WHAT IS EXPECTED:
All of the entries below are to be copied without any alteration.

DATA EXCERPTS:
■ ■ ■ ■

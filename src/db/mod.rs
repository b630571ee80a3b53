//! Database module for SQLite persistence.
//!
//! SQLite is the source of truth for all site content.

mod bootstrap;
mod legacy;
mod store;

pub use bootstrap::*;
pub use legacy::*;
pub use store::*;

use sqlx::sqlite::{SqliteConnectOptions, SqlitePool, SqlitePoolOptions};
use std::path::Path;
use std::str::FromStr;

/// Initialize the database connection pool and run migrations.
pub async fn init_database(db_path: &Path) -> Result<SqlitePool, sqlx::Error> {
    // Ensure the parent directory exists
    if let Some(parent) = db_path.parent() {
        tokio::fs::create_dir_all(parent).await.ok();
    }

    let db_url = format!("sqlite:{}?mode=rwc", db_path.display());

    let options = SqliteConnectOptions::from_str(&db_url)?
        .create_if_missing(true)
        .journal_mode(sqlx::sqlite::SqliteJournalMode::Wal)
        .synchronous(sqlx::sqlite::SqliteSynchronous::Normal)
        .busy_timeout(std::time::Duration::from_secs(30));

    let pool = SqlitePoolOptions::new()
        .max_connections(5)
        .connect_with(options)
        .await?;

    run_migrations(&pool).await?;

    Ok(pool)
}

/// Create tables and indexes if they don't exist.
async fn run_migrations(pool: &SqlitePool) -> Result<(), sqlx::Error> {
    sqlx::query(
        r#"
        CREATE TABLE IF NOT EXISTS meta (
            id INTEGER PRIMARY KEY CHECK (id = 1),
            schema_version INTEGER NOT NULL DEFAULT 1,
            revision_id INTEGER NOT NULL DEFAULT 0,
            generated_at TEXT NOT NULL DEFAULT (datetime('now')),
            initialized INTEGER NOT NULL DEFAULT 0
        );

        INSERT OR IGNORE INTO meta (id, schema_version, revision_id, generated_at, initialized)
        VALUES (1, 1, 0, datetime('now'), 0);
        "#,
    )
    .execute(pool)
    .await?;

    // Roster is an embedded JSON list, only set for classes.
    sqlx::query(
        r#"
        CREATE TABLE IF NOT EXISTS items (
            id TEXT PRIMARY KEY,
            collection TEXT NOT NULL,
            position INTEGER NOT NULL,
            title TEXT NOT NULL,
            content TEXT NOT NULL,
            editable_date TEXT,
            last_updated TEXT NOT NULL,
            filename TEXT,
            active INTEGER,
            roster TEXT
        );
        "#,
    )
    .execute(pool)
    .await?;

    sqlx::query(
        r#"
        CREATE TABLE IF NOT EXISTS alert (
            id INTEGER PRIMARY KEY CHECK (id = 1),
            title TEXT NOT NULL,
            content TEXT NOT NULL,
            color TEXT NOT NULL,
            orientation TEXT NOT NULL,
            active INTEGER NOT NULL,
            enable_title INTEGER NOT NULL,
            enable_content INTEGER NOT NULL,
            updated_at TEXT NOT NULL
        );
        "#,
    )
    .execute(pool)
    .await?;

    sqlx::query(
        r#"
        CREATE INDEX IF NOT EXISTS idx_items_collection_position ON items(collection, position);
        "#,
    )
    .execute(pool)
    .await?;

    Ok(())
}
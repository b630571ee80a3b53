//! Site-wide alert banner model.

use chrono::{DateTime, Utc};
use serde::{Deserialize, Serialize};

use crate::errors::AppError;

/// Bootstrap contextual color of the banner.
#[derive(Debug, Clone, Copy, Serialize, Deserialize, PartialEq, Eq)]
#[serde(rename_all = "lowercase")]
pub enum AlertColor {
    Danger,
    Warning,
    Success,
    Light,
}

impl AlertColor {
    pub fn as_str(&self) -> &'static str {
        match self {
            AlertColor::Danger => "danger",
            AlertColor::Warning => "warning",
            AlertColor::Success => "success",
            AlertColor::Light => "light",
        }
    }

    pub fn from_str(s: &str) -> Option<Self> {
        match s {
            "danger" => Some(AlertColor::Danger),
            "warning" => Some(AlertColor::Warning),
            "success" => Some(AlertColor::Success),
            "light" => Some(AlertColor::Light),
            _ => None,
        }
    }
}

/// Whether the banner sits above or below the page.
#[derive(Debug, Clone, Copy, Serialize, Deserialize, PartialEq, Eq)]
#[serde(rename_all = "lowercase")]
pub enum AlertOrientation {
    Top,
    Bottom,
}

impl AlertOrientation {
    pub fn as_str(&self) -> &'static str {
        match self {
            AlertOrientation::Top => "top",
            AlertOrientation::Bottom => "bottom",
        }
    }

    pub fn from_str(s: &str) -> Option<Self> {
        match s {
            "top" => Some(AlertOrientation::Top),
            "bottom" => Some(AlertOrientation::Bottom),
            _ => None,
        }
    }
}

/// The singleton banner configuration.
#[derive(Debug, Clone, Serialize, Deserialize, PartialEq)]
#[serde(rename_all = "camelCase")]
pub struct AlertConfig {
    pub title: String,
    pub content: String,
    pub color: AlertColor,
    pub orientation: AlertOrientation,
    pub active: bool,
    pub enable_title: bool,
    pub enable_content: bool,
    pub updated_at: DateTime<Utc>,
}

impl Default for AlertConfig {
    fn default() -> Self {
        Self {
            title: String::new(),
            content: String::new(),
            color: AlertColor::Warning,
            orientation: AlertOrientation::Top,
            active: false,
            enable_title: true,
            enable_content: true,
            updated_at: Utc::now(),
        }
    }
}

impl AlertConfig {
    /// Apply a partial update and check the banner can actually show something.
    pub fn merged(&self, request: &UpdateAlertRequest) -> Result<Self, AppError> {
        let merged = Self {
            title: request.title.clone().unwrap_or_else(|| self.title.clone()),
            content: request
                .content
                .clone()
                .unwrap_or_else(|| self.content.clone()),
            color: request.color.unwrap_or(self.color),
            orientation: request.orientation.unwrap_or(self.orientation),
            active: request.active.unwrap_or(self.active),
            enable_title: request.enable_title.unwrap_or(self.enable_title),
            enable_content: request.enable_content.unwrap_or(self.enable_content),
            updated_at: Utc::now(),
        };

        if merged.active && !merged.enable_title && !merged.enable_content {
            return Err(AppError::Validation(
                "An active alert must enable its title or its content".to_string(),
            ));
        }
        Ok(merged)
    }
}

/// Request body for saving the alert banner.
#[derive(Debug, Clone, Default, Deserialize)]
#[serde(rename_all = "camelCase")]
pub struct UpdateAlertRequest {
    #[serde(default)]
    pub title: Option<String>,
    #[serde(default)]
    pub content: Option<String>,
    #[serde(default)]
    pub color: Option<AlertColor>,
    #[serde(default)]
    pub orientation: Option<AlertOrientation>,
    #[serde(default)]
    pub active: Option<bool>,
    #[serde(default)]
    pub enable_title: Option<bool>,
    #[serde(default)]
    pub enable_content: Option<bool>,
}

■ ■ ■ ■

SOLVED PROBLEM:
filename src/db/mod.rs
repository b630571ee80a3b53
//! Database module for SQLite persistence.
//!
//! SQLite is the source of truth for all site content.

mod bootstrap;
mod legacy;
mod store;

pub use bootstrap::*;
pub use legacy::*;
pub use store::*;

use sqlx::sqlite::{SqliteConnectOptions, SqlitePool, SqlitePoolOptions};
use std::path::Path;
use std::str::FromStr;

/// Initialize the database connection pool and run migrations.
pub async fn init_database(db_path: &Path) -> Result<SqlitePool, sqlx::Error> {
    // Ensure the parent directory exists
    if let Some(parent) = db_path.parent() {
        tokio::fs::create_dir_all(parent).await.ok();
    }

    let db_url = format!("sqlite:{}?mode=rwc", db_path.display());

    let options = SqliteConnectOptions::from_str(&db_url)?
        .create_if_missing(true)
        .journal_mode(sqlx::sqlite::SqliteJournalMode::Wal)
        .synchronous(sqlx::sqlite::SqliteSynchronous::Normal)
        .busy_timeout(std::time::Duration::from_secs(30));

    let pool = SqlitePoolOptions::new()
        .max_connections(5)
        .connect_with(options)
        .await?;

    run_migrations(&pool).await?;

    Ok(pool)
}

/// Create tables and indexes if they don't exist.
async fn run_migrations(pool: &SqlitePool) -> Result<(), sqlx::Error> {
    sqlx::query(
        r#"
        CREATE TABLE IF NOT EXISTS meta (
            id INTEGER PRIMARY KEY CHECK (id = 1),
            schema_version INTEGER NOT NULL DEFAULT 1,
            revision_id INTEGER NOT NULL DEFAULT 0,
            generated_at TEXT NOT NULL DEFAULT (datetime('now')),
            initialized INTEGER NOT NULL DEFAULT 0
        );

        INSERT OR IGNORE INTO meta (id, schema_version, revision_id, generated_at, initialized)
        VALUES (1, 1, 0, datetime('now'), 0);
        "#,
    )
    .execute(pool)
    .await?;

    // Roster is an embedded JSON list, only set for classes.
    sqlx::query(
        r#"
        CREATE TABLE IF NOT EXISTS items (
            id TEXT PRIMARY KEY,
            collection TEXT NOT NULL,
            position INTEGER NOT NULL,
            title TEXT NOT NULL,
            content TEXT NOT NULL,
            editable_date TEXT,
            last_updated TEXT NOT NULL,
            filename TEXT,
            active INTEGER,
            roster TEXT
        );
        "#,
    )
    .execute(pool)
    .await?;

    sqlx::query(
        r#"
        CREATE TABLE IF NOT EXISTS alert (
            id INTEGER PRIMARY KEY CHECK (id = 1),
            title TEXT NOT NULL,
            content TEXT NOT NULL,
            color TEXT NOT NULL,
            orientation TEXT NOT NULL,
            active INTEGER NOT NULL,
            enable_title INTEGER NOT NULL,
            enable_content INTEGER NOT NULL,
            updated_at TEXT NOT NULL
        );
        "#,
    )
    .execute(pool)
    .await?;

    sqlx::query(
        r#"
        CREATE INDEX IF NOT EXISTS idx_items_collection_position ON items(collection, position);
        "#,
    )
    .execute(pool)
    .await?;

    Ok(())
}
repository b630571ee80a3b53
//! Site-wide alert banner model.

use chrono::{DateTime, Utc};
use serde::{Deserialize, Serialize};

use crate::errors::AppError;

/// Bootstrap contextual color of the banner.
#[derive(Debug, Clone, Copy, Serialize, Deserialize, PartialEq, Eq)]
#[serde(rename_all = "lowercase")]
pub enum AlertColor {
    Danger,
    Warning,
    Success,
    Light,
}

impl AlertColor {
    pub fn as_str(&self) -> &'static str {
        match self {
            AlertColor::Danger => "danger",
            AlertColor::Warning => "warning",
            AlertColor::Success => "success",
            AlertColor::Light => "light",
        }
    }

    pub fn from_str(s: &str) -> Option<Self> {
        match s {
            "danger" => Some(AlertColor::Danger),
            "warning" => Some(AlertColor::Warning),
            "success" => Some(AlertColor::Success),
            "light" => Some(AlertColor::Light),
            _ => None,
        }
    }
}

/// Whether the banner sits above or below the page.
#[derive(Debug, Clone, Copy, Serialize, Deserialize, PartialEq, Eq)]
#[serde(rename_all = "lowercase")]
pub enum AlertOrientation {
    Top,
    Bottom,
}

impl AlertOrientation {
    pub fn as_str(&self) -> &'static str {
        match self {
            AlertOrientation::Top => "top",
            AlertOrientation::Bottom => "bottom",
        }
    }

    pub fn from_str(s: &str) -> Option<Self> {
        match s {
            "top" => Some(AlertOrientation::Top),
            "bottom" => Some(AlertOrientation::Bottom),
            _ => None,
        }
    }
}

/// The singleton banner configuration.
#[derive(Debug, Clone, Serialize, Deserialize, PartialEq)]
#[serde(rename_all = "camelCase")]
pub struct AlertConfig {
    pub title: String,
    pub content: String,
    pub color: AlertColor,
    pub orientation: AlertOrientation,
    pub active: bool,
    pub enable_title: bool,
    pub enable_content: bool,
    pub updated_at: DateTime<Utc>,
}

impl Default for AlertConfig {
    fn default() -> Self {
        Self {
            title: String::new(),
            content: String::new(),
            color: AlertColor::Warning,
            orientation: AlertOrientation::Top,
            active: false,
            enable_title: true,
            enable_content: true,
            updated_at: Utc::now(),
        }
    }
}

impl AlertConfig {
    /// Apply a partial update and check the banner can actually show something.
    pub fn merged(&self, request: &UpdateAlertRequest) -> Result<Self, AppError> {
        let merged = Self {
            title: request.title.clone().unwrap_or_else(|| self.title.clone()),
            content: request
                .content
                .clone()
                .unwrap_or_else(|| self.content.clone()),
            color: request.color.unwrap_or(self.color),
            orientation: request.orientation.unwrap_or(self.orientation),
            active: request.active.unwrap_or(self.active),
            enable_title: request.enable_title.unwrap_or(self.enable_title),
            enable_content: request.enable_content.unwrap_or(self.enable_content),
            updated_at: Utc::now(),
        };

        if merged.active && !merged.enable_title && !merged.enable_content {
            return Err(AppError::Validation(
                "An active alert must enable its title or its content".to_string(),
            ));
        }
        Ok(merged)
    }
}

/// Request body for saving the alert banner.
#[derive(Debug, Clone, Default, Deserialize)]
#[serde(rename_all = "camelCase")]
pub struct UpdateAlertRequest {
    #[serde(default)]
    pub title: Option<String>,
    #[serde(default)]
    pub content: Option<String>,
    #[serde(default)]
    pub color: Option<AlertColor>,
    #[serde(default)]
    pub orientation: Option<AlertOrientation>,
    #[serde(default)]
    pub active: Option<bool>,
    #[serde(default)]
    pub enable_title: Option<bool>,
    #[serde(default)]
    pub enable_content: Option<bool>,
}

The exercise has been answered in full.